_AIM OF THE TASK_:
Nothing in the data is to be left out; copy it exactly.

ENTRIES PROVIDED START

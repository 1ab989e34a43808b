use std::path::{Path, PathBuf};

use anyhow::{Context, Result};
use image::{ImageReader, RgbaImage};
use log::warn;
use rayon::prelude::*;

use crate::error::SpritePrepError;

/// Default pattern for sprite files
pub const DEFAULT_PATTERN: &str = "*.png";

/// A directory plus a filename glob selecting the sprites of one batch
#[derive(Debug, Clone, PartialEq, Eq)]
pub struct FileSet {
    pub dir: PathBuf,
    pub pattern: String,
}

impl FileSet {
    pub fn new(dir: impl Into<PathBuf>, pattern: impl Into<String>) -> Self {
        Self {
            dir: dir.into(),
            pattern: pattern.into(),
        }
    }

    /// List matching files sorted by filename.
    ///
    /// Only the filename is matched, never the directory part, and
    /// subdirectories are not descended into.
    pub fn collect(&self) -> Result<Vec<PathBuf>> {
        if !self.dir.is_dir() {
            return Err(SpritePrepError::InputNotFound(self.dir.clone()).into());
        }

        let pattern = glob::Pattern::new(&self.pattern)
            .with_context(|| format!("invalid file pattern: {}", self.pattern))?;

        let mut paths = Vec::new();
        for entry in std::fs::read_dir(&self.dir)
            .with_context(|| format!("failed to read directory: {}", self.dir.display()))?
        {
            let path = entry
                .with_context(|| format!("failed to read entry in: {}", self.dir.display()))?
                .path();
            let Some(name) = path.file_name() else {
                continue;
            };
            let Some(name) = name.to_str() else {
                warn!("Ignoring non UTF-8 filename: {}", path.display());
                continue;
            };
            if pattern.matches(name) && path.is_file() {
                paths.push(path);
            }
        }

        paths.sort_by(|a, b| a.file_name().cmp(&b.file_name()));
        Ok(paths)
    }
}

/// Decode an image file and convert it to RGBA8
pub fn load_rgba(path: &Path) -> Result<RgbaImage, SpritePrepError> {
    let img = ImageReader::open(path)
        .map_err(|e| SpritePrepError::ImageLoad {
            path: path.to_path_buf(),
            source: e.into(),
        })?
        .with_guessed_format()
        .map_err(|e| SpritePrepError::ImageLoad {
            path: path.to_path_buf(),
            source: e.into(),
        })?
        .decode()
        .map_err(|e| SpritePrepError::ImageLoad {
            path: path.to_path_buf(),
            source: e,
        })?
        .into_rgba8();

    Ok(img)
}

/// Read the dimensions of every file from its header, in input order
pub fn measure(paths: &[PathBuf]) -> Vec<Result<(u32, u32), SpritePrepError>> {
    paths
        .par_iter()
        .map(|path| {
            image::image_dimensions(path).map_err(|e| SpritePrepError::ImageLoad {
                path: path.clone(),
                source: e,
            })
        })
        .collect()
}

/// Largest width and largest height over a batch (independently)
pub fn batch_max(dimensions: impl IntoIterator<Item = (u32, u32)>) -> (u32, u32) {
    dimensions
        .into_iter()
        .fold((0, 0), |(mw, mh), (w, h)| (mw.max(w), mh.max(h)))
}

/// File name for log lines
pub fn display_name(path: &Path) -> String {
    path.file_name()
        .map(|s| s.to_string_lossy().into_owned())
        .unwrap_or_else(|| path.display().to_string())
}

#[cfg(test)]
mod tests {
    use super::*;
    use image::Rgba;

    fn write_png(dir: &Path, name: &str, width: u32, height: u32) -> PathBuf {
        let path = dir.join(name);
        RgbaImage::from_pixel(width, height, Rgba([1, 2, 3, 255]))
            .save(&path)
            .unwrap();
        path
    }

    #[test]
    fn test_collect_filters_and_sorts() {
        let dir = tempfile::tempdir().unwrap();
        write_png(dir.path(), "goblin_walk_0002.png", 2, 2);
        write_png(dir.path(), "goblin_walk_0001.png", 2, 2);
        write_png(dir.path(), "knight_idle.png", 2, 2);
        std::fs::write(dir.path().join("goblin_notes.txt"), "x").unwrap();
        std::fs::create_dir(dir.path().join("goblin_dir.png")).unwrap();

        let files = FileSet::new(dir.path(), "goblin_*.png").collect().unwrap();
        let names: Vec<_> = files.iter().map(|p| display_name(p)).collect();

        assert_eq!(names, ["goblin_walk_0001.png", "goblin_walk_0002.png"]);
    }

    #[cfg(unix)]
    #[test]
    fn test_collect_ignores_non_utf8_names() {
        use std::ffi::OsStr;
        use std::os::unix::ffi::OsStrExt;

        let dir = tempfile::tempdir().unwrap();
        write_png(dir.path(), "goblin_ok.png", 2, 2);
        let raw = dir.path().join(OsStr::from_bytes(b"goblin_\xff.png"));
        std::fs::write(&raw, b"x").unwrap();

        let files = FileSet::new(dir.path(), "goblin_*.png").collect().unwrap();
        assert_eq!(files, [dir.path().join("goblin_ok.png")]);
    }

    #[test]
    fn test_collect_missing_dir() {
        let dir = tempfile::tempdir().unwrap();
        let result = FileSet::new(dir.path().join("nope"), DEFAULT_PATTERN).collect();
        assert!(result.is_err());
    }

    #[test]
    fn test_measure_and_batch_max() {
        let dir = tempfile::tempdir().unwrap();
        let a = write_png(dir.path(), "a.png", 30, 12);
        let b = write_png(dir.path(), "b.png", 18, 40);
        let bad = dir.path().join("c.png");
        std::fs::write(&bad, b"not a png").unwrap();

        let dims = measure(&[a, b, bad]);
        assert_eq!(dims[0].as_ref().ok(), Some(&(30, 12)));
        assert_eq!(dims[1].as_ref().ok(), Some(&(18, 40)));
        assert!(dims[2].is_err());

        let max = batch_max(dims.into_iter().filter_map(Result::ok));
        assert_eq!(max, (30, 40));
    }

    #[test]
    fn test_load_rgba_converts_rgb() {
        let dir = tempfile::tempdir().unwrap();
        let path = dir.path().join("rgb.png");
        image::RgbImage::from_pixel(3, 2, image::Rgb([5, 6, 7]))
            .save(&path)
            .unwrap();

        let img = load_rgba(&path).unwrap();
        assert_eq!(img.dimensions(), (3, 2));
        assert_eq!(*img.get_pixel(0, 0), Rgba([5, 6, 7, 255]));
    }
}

ENTRIES PROVIDED END

_TASK RESPONSE_:
repository 1ab989e34a43808b
use std::path::{Path, PathBuf};

use anyhow::{Context, Result};
use image::{ImageReader, RgbaImage};
use log::warn;
use rayon::prelude::*;

use crate::error::SpritePrepError;

/// Default pattern for sprite files
pub const DEFAULT_PATTERN: &str = "*.png";

/// A directory plus a filename glob selecting the sprites of one batch
#[derive(Debug, Clone, PartialEq, Eq)]
pub struct FileSet {
    pub dir: PathBuf,
    pub pattern: String,
}

impl FileSet {
    pub fn new(dir: impl Into<PathBuf>, pattern: impl Into<String>) -> Self {
        Self {
            dir: dir.into(),
            pattern: pattern.into(),
        }
    }

    /// List matching files sorted by filename.
    ///
    /// Only the filename is matched, never the directory part, and
    /// subdirectories are not descended into.
    pub fn collect(&self) -> Result<Vec<PathBuf>> {
        if !self.dir.is_dir() {
            return Err(SpritePrepError::InputNotFound(self.dir.clone()).into());
        }

        let pattern = glob::Pattern::new(&self.pattern)
            .with_context(|| format!("invalid file pattern: {}", self.pattern))?;

        let mut paths = Vec::new();
        for entry in std::fs::read_dir(&self.dir)
            .with_context(|| format!("failed to read directory: {}", self.dir.display()))?
        {
            let path = entry
                .with_context(|| format!("failed to read entry in: {}", self.dir.display()))?
                .path();
            let Some(name) = path.file_name() else {
                continue;
            };
            let Some(name) = name.to_str() else {
                warn!("Ignoring non UTF-8 filename: {}", path.display());
                continue;
            };
            if pattern.matches(name) && path.is_file() {
                paths.push(path);
            }
        }

        paths.sort_by(|a, b| a.file_name().cmp(&b.file_name()));
        Ok(paths)
    }
}

/// Decode an image file and convert it to RGBA8
pub fn load_rgba(path: &Path) -> Result<RgbaImage, SpritePrepError> {
    let img = ImageReader::open(path)
        .map_err(|e| SpritePrepError::ImageLoad {
            path: path.to_path_buf(),
            source: e.into(),
        })?
        .with_guessed_format()
        .map_err(|e| SpritePrepError::ImageLoad {
            path: path.to_path_buf(),
            source: e.into(),
        })?
        .decode()
        .map_err(|e| SpritePrepError::ImageLoad {
            path: path.to_path_buf(),
            source: e,
        })?
        .into_rgba8();

    Ok(img)
}

/// Read the dimensions of every file from its header, in input order
pub fn measure(paths: &[PathBuf]) -> Vec<Result<(u32, u32), SpritePrepError>> {
    paths
        .par_iter()
        .map(|path| {
            image::image_dimensions(path).map_err(|e| SpritePrepError::ImageLoad {
                path: path.clone(),
                source: e,
            })
        })
        .collect()
}

/// Largest width and largest height over a batch (independently)
pub fn batch_max(dimensions: impl IntoIterator<Item = (u32, u32)>) -> (u32, u32) {
    dimensions
        .into_iter()
        .fold((0, 0), |(mw, mh), (w, h)| (mw.max(w), mh.max(h)))
}

/// File name for log lines
pub fn display_name(path: &Path) -> String {
    path.file_name()
        .map(|s| s.to_string_lossy().into_owned())
        .unwrap_or_else(|| path.display().to_string())
}

#[cfg(test)]
mod tests {
    use super::*;
    use image::Rgba;

    fn write_png(dir: &Path, name: &str, width: u32, height: u32) -> PathBuf {
        let path = dir.join(name);
        RgbaImage::from_pixel(width, height, Rgba([1, 2, 3, 255]))
            .save(&path)
            .unwrap();
        path
    }

    #[test]
    fn test_collect_filters_and_sorts() {
        let dir = tempfile::tempdir().unwrap();
        write_png(dir.path(), "goblin_walk_0002.png", 2, 2);
        write_png(dir.path(), "goblin_walk_0001.png", 2, 2);
        write_png(dir.path(), "knight_idle.png", 2, 2);
        std::fs::write(dir.path().join("goblin_notes.txt"), "x").unwrap();
        std::fs::create_dir(dir.path().join("goblin_dir.png")).unwrap();

        let files = FileSet::new(dir.path(), "goblin_*.png").collect().unwrap();
        let names: Vec<_> = files.iter().map(|p| display_name(p)).collect();

        assert_eq!(names, ["goblin_walk_0001.png", "goblin_walk_0002.png"]);
    }

    #[cfg(unix)]
    #[test]
    fn test_collect_ignores_non_utf8_names() {
        use std::ffi::OsStr;
        use std::os::unix::ffi::OsStrExt;

        let dir = tempfile::tempdir().unwrap();
        write_png(dir.path(), "goblin_ok.png", 2, 2);
        let raw = dir.path().join(OsStr::from_bytes(b"goblin_\xff.png"));
        std::fs::write(&raw, b"x").unwrap();

        let files = FileSet::new(dir.path(), "goblin_*.png").collect().unwrap();
        assert_eq!(files, [dir.path().join("goblin_ok.png")]);
    }

    #[test]
    fn test_collect_missing_dir() {
        let dir = tempfile::tempdir().unwrap();
        let result = FileSet::new(dir.path().join("nope"), DEFAULT_PATTERN).collect();
        assert!(result.is_err());
    }

    #[test]
    fn test_measure_and_batch_max() {
        let dir = tempfile::tempdir().unwrap();
        let a = write_png(dir.path(), "a.png", 30, 12);
        let b = write_png(dir.path(), "b.png", 18, 40);
        let bad = dir.path().join("c.png");
        std::fs::write(&bad, b"not a png").unwrap();

        let dims = measure(&[a, b, bad]);
        assert_eq!(dims[0].as_ref().ok(), Some(&(30, 12)));
        assert_eq!(dims[1].as_ref().ok(), Some(&(18, 40)));
        assert!(dims[2].is_err());

        let max = batch_max(dims.into_iter().filter_map(Result::ok));
        assert_eq!(max, (30, 40));
    }

    #[test]
    fn test_load_rgba_converts_rgb() {
        let dir = tempfile::tempdir().unwrap();
        let path = dir.path().join("rgb.png");
        image::RgbImage::from_pixel(3, 2, image::Rgb([5, 6, 7]))
            .save(&path)
            .unwrap();

        let img = load_rgba(&path).unwrap();
        assert_eq!(img.dimensions(), (3, 2));
        assert_eq!(*img.get_pixel(0, 0), Rgba([5, 6, 7, 255]));
    }
}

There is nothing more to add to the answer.